//! Explicit server/state struct wiring listeners, the dispatch loop, the
//! rate limiter's sweeper and the store forwarder together — no process
//! globals. `bin/gelf-relay` constructs one `Server` from the loaded
//! configuration and drives its lifetime.

use crate::dispatch::{Dispatcher, DEFAULT_ALERT_TIMEOUT};
use crate::error::RouterError;
use crate::listeners;
use crate::ratelimit::RateLimiter;
use crate::rules::{self, Rule};
use crate::senders::{EmailSender, IssueTrackerSender, SenderProvider, SmsSender, SmtpEmailSender, TwilioSmsSender, XmlRpcIssueTrackerSender};
use crate::store::StoreForwarder;
use gelf_common::Message;
use gelf_config::TransportsConfig;
use std::sync::Arc;
use std::time::Duration;
use tokio::sync::mpsc;
use tokio::task::JoinHandle;
use tracing::{debug, info};

const FAN_IN_CAPACITY: usize = 1024;
const STORE_QUEUE_CAPACITY: usize = 1024;
const RATE_LIMITER_SWEEP_INTERVAL: Duration = Duration::from_secs(3600);

pub struct Server {
    fan_in_tx: mpsc::Sender<Message>,
    listener_tasks: Vec<JoinHandle<std::io::Result<()>>>,
    dispatch_task: JoinHandle<()>,
    store_task: Option<JoinHandle<()>>,
    sweep_task: JoinHandle<()>,
}

impl Server {
    /// Build every component from the transports config and the compiled
    /// filters/destinations/rules, then spawn each listener, the dispatch
    /// loop, the optional store-forwarder worker and the rate limiter's
    /// hourly sweep as independent tasks.
    pub fn build(transports: &TransportsConfig, filters_doc: &toml::Value) -> Result<Self, RouterError> {
        let rules: Vec<Rule> = rules::build(filters_doc)?;
        info!(rule_count = rules.len(), "compiled filters/destinations/rules");

        let rate_limiter = Arc::new(RateLimiter::new());

        let sms: Option<Arc<dyn SmsSender>> = if !transports.twilio.sid.is_empty() {
            Some(Arc::new(TwilioSmsSender::new(
                transports.twilio.sid.clone(),
                transports.twilio.token.clone(),
                transports.from.clone(),
            )))
        } else {
            None
        };

        let email: Option<Arc<dyn EmailSender>> = Some(Arc::new(
            SmtpEmailSender::new(transports.from.clone(), &transports.smtp.hostport, &transports.smtp.auth)
                .map_err(|e| RouterError::Sender(e.to_string()))?,
        ));

        let issue_tracker: Option<Arc<dyn IssueTrackerSender>> =
            Some(Arc::new(XmlRpcIssueTrackerSender::new(transports.mantis.xmlrpc.clone())));

        let senders = Arc::new(SenderProvider::new(
            sms,
            email,
            issue_tracker,
            Arc::clone(&rate_limiter),
            Duration::from_secs(transports.twilio.rate),
            Duration::from_secs(transports.smtp.rate),
            Duration::from_secs(transports.mantis.rate),
        ));

        let (fan_in_tx, fan_in_rx) = mpsc::channel(FAN_IN_CAPACITY);

        let store_tx = if !transports.elasticsearch.url.is_empty() {
            let forwarder = StoreForwarder::new(&transports.elasticsearch.url, transports.elasticsearch.ttl)
                .map_err(|e| RouterError::Store(e.to_string()))?;
            let (tx, mut rx) = mpsc::channel::<Message>(STORE_QUEUE_CAPACITY);
            let task = tokio::spawn(async move {
                while let Some(message) = rx.recv().await {
                    if let Err(e) = forwarder.store(&message).await {
                        tracing::warn!(error = %e, "failed to store message in indexer");
                    }
                }
            });
            (Some(tx), Some(task))
        } else {
            (None, None)
        };
        let (store_tx, store_task) = store_tx;

        let mut listener_tasks = Vec::new();
        if transports.gelf.udp != 0 {
            let port = transports.gelf.udp;
            let tx = fan_in_tx.clone();
            listener_tasks.push(tokio::spawn(async move { listeners::serve_udp(port, tx).await }));
        }
        if transports.gelf.tcp != 0 {
            let port = transports.gelf.tcp;
            let tx = fan_in_tx.clone();
            listener_tasks.push(tokio::spawn(async move { listeners::serve_tcp(port, tx).await }));
        }
        if transports.gelf.http != 0 {
            let port = transports.gelf.http;
            let tx = fan_in_tx.clone();
            listener_tasks.push(tokio::spawn(async move { listeners::serve_http(port, tx).await }));
        }

        let dispatcher = Dispatcher::new(rules, Arc::clone(&senders), store_tx.clone(), DEFAULT_ALERT_TIMEOUT);
        let dispatch_task = tokio::spawn(dispatcher.run(fan_in_rx));

        let sweep_task = {
            let rate_limiter = Arc::clone(&rate_limiter);
            tokio::spawn(async move {
                let mut interval = tokio::time::interval(RATE_LIMITER_SWEEP_INTERVAL);
                loop {
                    interval.tick().await;
                    let evicted = rate_limiter.sweep();
                    debug!(evicted, "swept expired rate limiter reservations");
                }
            })
        };

        Ok(Self { fan_in_tx, listener_tasks, dispatch_task, store_task, sweep_task })
    }

    /// A clone of the fan-in sender, for tests or alternate ingestion
    /// paths that want to hand messages directly to the dispatch loop.
    pub fn fan_in(&self) -> mpsc::Sender<Message> {
        self.fan_in_tx.clone()
    }

    /// Cooperative shutdown: drop every fan-in sender so the dispatch
    /// loop's `recv()` observes channel closure and drains to exit, abort
    /// the listener/sweeper tasks (they have no natural end-of-input), and
    /// wait for the dispatch (and store) tasks to finish draining.
    pub async fn shutdown(self) {
        drop(self.fan_in_tx);
        for task in self.listener_tasks {
            task.abort();
        }
        self.sweep_task.abort();
        let _ = self.dispatch_task.await;
        if let Some(store_task) = self.store_task {
            let _ = store_task.await;
        }
    }
}
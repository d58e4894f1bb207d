//! Structured Logging Configuration
//!
//! Provides configurable logging with:
//! - JSON output for production (LOG_FORMAT=json)
//! - Human-readable output for development (default)
//! - Context fields via spans (request_id, correlation_id, etc.)
//!
//! # Usage
//!
//! ```rust,ignore
//! use gelf_common::logging::init_logging;
//!
//! fn main() {
//!     init_logging("gelf-relay");
//!
//!     // Use tracing macros with structured fields
//!     tracing::info!(host = %msg.host, "message ingested");
//! }
//! ```
//!
//! # Environment Variables
//!
//! - `LOG_FORMAT`: Set to "json" for JSON output, anything else for text (default: text)
//! - `RUST_LOG`: Standard log level filter (default: info)
//!   Examples: `RUST_LOG=debug`, `RUST_LOG=gelf_router=trace,gelf_codec=warn`
//!
//! # Adding Context to Requests
//!
//! Use spans to add context that propagates through all nested log calls:
//!
//! ```rust,ignore
//! use tracing::{info_span, Instrument};
//!
//! async fn handle_request(req: Request) {
//!     let span = info_span!(
//!         "request",
//!         request_id = %req.id,
//!         correlation_id = %req.correlation_id,
//!         client_id = %req.client_id,
//!     );
//!
//!     async {
//!         // All logs here include the span fields
//!         tracing::info!("Processing request");
//!         do_work().await;
//!     }.instrument(span).await;
//! }
//! ```

use tracing_subscriber::{
    fmt::{self, format::FmtSpan},
    layer::SubscriberExt,
    util::SubscriberInitExt,
    EnvFilter,
};

/// Initialize logging with the given service name.
///
/// Reads LOG_FORMAT env var to determine output format:
/// - "json" -> JSON output (for production/log aggregation)
/// - anything else -> human-readable text (for development)
///
/// Reads RUST_LOG env var for log level filtering (defaults to INFO).
pub fn init_logging(_service_name: &str) {
    let log_format = std::env::var("LOG_FORMAT").unwrap_or_default();

    let env_filter = EnvFilter::try_from_default_env()
        .unwrap_or_else(|_| EnvFilter::new("info"));

    if log_format.eq_ignore_ascii_case("json") {
        init_json_logging(env_filter);
    } else {
        init_text_logging(env_filter);
    }
}

/// Initialize JSON logging for production.
fn init_json_logging(env_filter: EnvFilter) {
    tracing_subscriber::registry()
        .with(env_filter)
        .with(
            fmt::layer()
                .json()
                .with_current_span(true)
                .with_span_list(true)
                .with_file(true)
                .with_line_number(true)
                .with_thread_ids(false)
                .with_target(true)
                .flatten_event(true)
                .with_span_events(FmtSpan::CLOSE)
        )
        .init();
}

/// Initialize human-readable text logging for development.
fn init_text_logging(env_filter: EnvFilter) {
    tracing_subscriber::registry()
        .with(env_filter)
        .with(
            fmt::layer()
                .with_target(true)
                .with_thread_ids(false)
                .with_file(false)
                .with_line_number(false)
                .with_ansi(true)
        )
        .init();
}

/// Initialize logging with defaults (uses "gelf-relay" as service name).
pub fn init_default_logging() {
    init_logging("gelf-relay");
}
//! Matcher / Alerter / Rule engine.
//!
//! Matchers and alerters are tagged-variant enums (no `dyn Matcher`/
//! `dyn Alerter`) compiled from a generic `toml::Value` tree under
//! `filters`/`destinations`/`rules`.
//!
//! Range matchers use the comparison operator implied by the field-name
//! suffix (`_lt`/`_gt`/bare) directly, rather than silently ignoring it.
//! Any `if`/`then` name that doesn't resolve against the matcher/alerter
//! maps is a hard `RuleError` at startup, never a silently-skipped entry.

use crate::error::RuleError;
use gelf_common::Message;
use regex::Regex;

/// The GELF field a matcher inspects.
#[derive(Debug, Clone, Copy, PartialEq, Eq)]
pub enum Field {
    Host,
    Facility,
    Level,
}

/// The comparison implied by a range matcher's field-name suffix:
/// `_lt` → `Lt`, `_gt` → `Gt`, no suffix → `Eq`.
#[derive(Debug, Clone, Copy, PartialEq, Eq)]
pub enum RangeOp {
    Lt,
    Gt,
    Eq,
}

#[derive(Debug, Clone)]
pub enum Matcher {
    Regex { field: Field, re: Regex },
    Range { field: Field, op: RangeOp, threshold: i64 },
}

impl Matcher {
    pub fn matches(&self, message: &Message) -> bool {
        match self {
            Matcher::Regex { field, re } => {
                let value = match field {
                    Field::Host => message.host.as_str(),
                    Field::Facility => message.facility.as_str(),
                    Field::Level => return false,
                };
                re.is_match(value)
            }
            Matcher::Range { field, op, threshold } => {
                let value = match field {
                    Field::Level => message.level,
                    _ => return false,
                };
                match op {
                    RangeOp::Lt => value < *threshold,
                    RangeOp::Gt => value > *threshold,
                    RangeOp::Eq => value == *threshold,
                }
            }
        }
    }
}

#[derive(Debug, Clone)]
pub enum Alerter {
    Email { to: Vec<String> },
    Sms { to: Vec<String> },
    IssueTracker { destination: String },
}

/// A compiled rule: AND over `if_matchers`, fan-out over `then_alerters`.
#[derive(Debug, Clone)]
pub struct Rule {
    pub name: String,
    pub if_matchers: Vec<Matcher>,
    pub then_alerters: Vec<Alerter>,
}

impl Rule {
    /// An empty `if` list never matches — an unconditional rule would be
    /// a likely misconfiguration, not a deliberate "always fire".
    pub fn matches(&self, message: &Message) -> bool {
        if self.if_matchers.is_empty() {
            return false;
        }
        self.if_matchers.iter().all(|m| m.matches(message))
    }
}

fn field_from_name(name: &str) -> Option<(Field, &str)> {
    if let Some(base) = name.strip_suffix("_lt") {
        Some((field_by_base(base)?, base))
    } else if let Some(base) = name.strip_suffix("_gt") {
        Some((field_by_base(base)?, base))
    } else {
        Some((field_by_base(name)?, name))
    }
}

fn field_by_base(base: &str) -> Option<Field> {
    match base {
        "host" => Some(Field::Host),
        "facility" => Some(Field::Facility),
        "level" => Some(Field::Level),
        _ => None,
    }
}

fn range_op_for(name: &str) -> RangeOp {
    if name.ends_with("_lt") {
        RangeOp::Lt
    } else if name.ends_with("_gt") {
        RangeOp::Gt
    } else {
        RangeOp::Eq
    }
}

fn subtable<'a>(tree: &'a toml::Value, name: &str) -> Option<&'a toml::map::Map<String, toml::Value>> {
    tree.get(name)?.as_table()
}

/// Compile the `filters` subtree into a name → `Matcher` map.
fn build_matchers(tree: &toml::Value) -> Result<std::collections::HashMap<String, Matcher>, RuleError> {
    let mut matchers = std::collections::HashMap::new();
    let Some(filters) = subtable(tree, "filters") else {
        return Ok(matchers);
    };

    for (name, entry) in filters {
        let entry_table = entry
            .as_table()
            .ok_or_else(|| RuleError::Malformed(format!("filters.{name} is not a table")))?;
        let (field_key, value) = entry_table
            .iter()
            .next()
            .ok_or_else(|| RuleError::Malformed(format!("filters.{name} has no field")))?;

        let matcher = match value {
            toml::Value::String(pattern) => {
                let (field, _) = field_from_name(field_key).ok_or_else(|| RuleError::UnknownMatcherKind {
                    name: name.clone(),
                    kind: field_key.clone(),
                })?;
                let re = Regex::new(pattern).map_err(|source| RuleError::InvalidRegex {
                    name: name.clone(),
                    source,
                })?;
                Matcher::Regex { field, re }
            }
            toml::Value::Integer(threshold) => {
                let (field, _) = field_from_name(field_key).ok_or_else(|| RuleError::UnknownMatcherKind {
                    name: name.clone(),
                    kind: field_key.clone(),
                })?;
                Matcher::Range { field, op: range_op_for(field_key), threshold: *threshold }
            }
            _ => {
                return Err(RuleError::UnknownMatcherKind { name: name.clone(), kind: field_key.clone() });
            }
        };
        matchers.insert(name.clone(), matcher);
    }
    Ok(matchers)
}

fn string_list(value: &toml::Value) -> Option<Vec<String>> {
    match value {
        toml::Value::String(s) => Some(vec![s.clone()]),
        toml::Value::Array(items) => items.iter().map(|v| v.as_str().map(String::from)).collect(),
        _ => None,
    }
}

/// Compile the `destinations` subtree into a name → `Alerter` map.
fn build_alerters(tree: &toml::Value) -> Result<std::collections::HashMap<String, Alerter>, RuleError> {
    let mut alerters = std::collections::HashMap::new();
    let Some(destinations) = subtable(tree, "destinations") else {
        return Ok(alerters);
    };

    for (name, entry) in destinations {
        let entry_table = entry
            .as_table()
            .ok_or_else(|| RuleError::Malformed(format!("destinations.{name} is not a table")))?;

        let alerter = if let Some(to) = entry_table.get("email").and_then(string_list) {
            Alerter::Email { to }
        } else if let Some(to) = entry_table.get("sms").and_then(string_list) {
            Alerter::Sms { to }
        } else if let Some(destination) = entry_table.get("mantis").and_then(|v| v.as_str()) {
            Alerter::IssueTracker { destination: destination.to_string() }
        } else {
            return Err(RuleError::UnknownDestinationKind {
                name: name.clone(),
                kind: entry_table.keys().next().cloned().unwrap_or_default(),
            });
        };
        alerters.insert(name.clone(), alerter);
    }
    Ok(alerters)
}

/// Compile the `rules` subtree, resolving every `if`/`then` name against
/// the matcher/alerter maps. Any unresolved name is a hard `RuleError`.
pub fn build(tree: &toml::Value) -> Result<Vec<Rule>, RuleError> {
    let matchers = build_matchers(tree)?;
    let alerters = build_alerters(tree)?;

    let Some(rules_table) = subtable(tree, "rules") else {
        return Ok(Vec::new());
    };

    let mut rules = Vec::with_capacity(rules_table.len());
    for (name, entry) in rules_table {
        let entry_table = entry
            .as_table()
            .ok_or_else(|| RuleError::Malformed(format!("rules.{name} is not a table")))?;

        let if_names = entry_table.get("if").and_then(string_list).unwrap_or_default();
        let then_names = entry_table.get("then").and_then(string_list).unwrap_or_default();

        let mut if_matchers = Vec::with_capacity(if_names.len());
        for matcher_name in &if_names {
            let matcher = matchers.get(matcher_name).cloned().ok_or_else(|| RuleError::UnknownMatcher {
                rule: name.clone(),
                name: matcher_name.clone(),
            })?;
            if_matchers.push(matcher);
        }

        let mut then_alerters = Vec::with_capacity(then_names.len());
        for dest_name in &then_names {
            let alerter = alerters.get(dest_name).cloned().ok_or_else(|| RuleError::UnknownDestination {
                rule: name.clone(),
                name: dest_name.clone(),
            })?;
            then_alerters.push(alerter);
        }

        rules.push(Rule { name: name.clone(), if_matchers, then_alerters });
    }
    Ok(rules)
}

————

Say how many lines in the entries above contain the string "elasticsearch", offering no other words.

2